Today begins a 3-part series on dating. One of the pillars of The Project is “Relate“, promoting and encouraging healthy relationships. I’ll be drawing the material for this 3-part series from a great book called “The One” by Ben Young & Samuel Adams. Part 1: “LOOKING FOR THE ONE”, Part 2: “KNOWING WHEN YOU’VE FOUND THE ONE”, Part 3: “CHOOSING THE ONE.”

“The success or failure of an intimate relationship is strongly influenced by one’s choice of a mate. Selecting a person with the right characteristics is perhaps the most important prerequisite for attaining the ideal of a close, personal relationship.”

THE QUEST FOR THE ONE

Do you feel the pressure to find the one?
1. Family: Mum, Dad and the rest of the family usually have expectations that don’t fit your reality.
2. Married Friends: Don’t you just hate it when your married friends rub their bliss in your face?
3. Society: From early on, we are driven by an expectation to be married through our consumption of media.
4. Your Body: Seriously, the urge is there for some sexual healing, or the “urge to merge” if ya know what I mean.
5. Yourself: We are driven by an expectation and assumption that we should be married by a particular time.

Five Reckless Ways to Respond to the Pressure
1. Press the Panic Button: Freak out and try to unnaturally speed up the process.
2. Settle for Mr/Mrs Right Now: Lowering your standards, choosing for the sake of choosing.
3. Deny Your Heart’s Desire: Don’t lose heart, don’t deny the built in urge to be in a relationship.
4. Crawl Into a Cave: Don’t give up, turning inwards only lessens your chances.
5. Spiritualise Your Quest: Don’t take a super-spiritual approach and ask God to do the work for you.

Things You Can Do to De-Pressurise the Quest
1. Face the Truth: Accept the reality of where you are and what you are feeling.
2. Relax and Embrace the Process: Take a deep breath and enjoy the process of being single.
3. Never Compromise: Whatever you do, wherever you go, you must not compromise in the quest for love.
4. Change Your Approach: If you can’t change the direction of the wind, adjust your sails.

THE SEVEN MYTHS ABOUT THE ONE

Myth #1: There is just one special person
Wouldn’t it be nice? But this is an unrealistic expectation about the way God works in our lives.

Myth #2: If you love God enough, He will give you a soul mate
If you pray hard enough, seek His will long enough, you are guaranteed a mate. I wish. Balance personal responsibility with God’s leading and timing.

Myth #3: There is one, true Christian way to find your mate
The bible doesn’t stipulate any particular method of mate-selection. Be respectful, responsible, conscientious, and conform to God’s principles.

Myth #4: Follow your heart
What really counts is how you “feel.” This is a myth. Too much emphasis is placed on feelings and emotions.

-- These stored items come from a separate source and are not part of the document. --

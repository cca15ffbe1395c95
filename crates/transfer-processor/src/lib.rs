pub mod balance;
pub mod engine;
pub mod error;
pub mod io;
pub mod report;
pub mod transfer;

use balance::BalanceStore;
use engine::TransferProcessor;
use error::Result;
use report::Reporter;
use transfer::TransferRequest;

/// Apply a batch of transfers in order and return the final balances with the outcome log
pub fn process_batch(
    store: BalanceStore,
    transfers: impl IntoIterator<Item = Result<TransferRequest>>,
) -> Result<(BalanceStore, Reporter)> {
    let mut processor = TransferProcessor::new(store);
    let reporter = processor.process_all(transfers)?;

    Ok((processor.into_store(), reporter))
}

Place common sense alongside emotional appeal.

Myth #5: Don’t worry, you’ll just know
What a cop out. The process is tough, doubts are normal, you may never know with absolute certainty, but that doesn’t mean its not right.

Myth #6: All you need is God
You need more in common than just both being Christians. You must be compatible on a number of levels that are broad-based.

Myth #7: There is someone for everyone
You know what, maybe you just aren’t meant to get married. That’s totally ok, Jesus says its ok (Matt 19:11-12). Your life can be meaningful and fulfilling without a date.

WHERE TO FIND THE ONE

Worst places to meet The One
Bars: Its too loud, smoke it thick, and you’re likely drinking alcohol, which means your judgement is compromised.
Different Time Zones: Too hard.
Chat Rooms: Way too creepy. Too many people re-invent themselves and people get hurt.

Target Rich Environments
Church: Likely the best place to meet a mate. Low-key, friendly, safe and healthy.
Work: There are some rules to follow, but this is great place to find someone who shares interests and life aspirations.
Friends and Family: According to surveys, people consistently find partners through networking through friends and family.
Expand your circle of friends: Get out there and join a sports team, learn to dance, do some pilates, take a course, whatever, just get out there.

SINGLE FOR A REASON OR SINGLE FOR A SEASON?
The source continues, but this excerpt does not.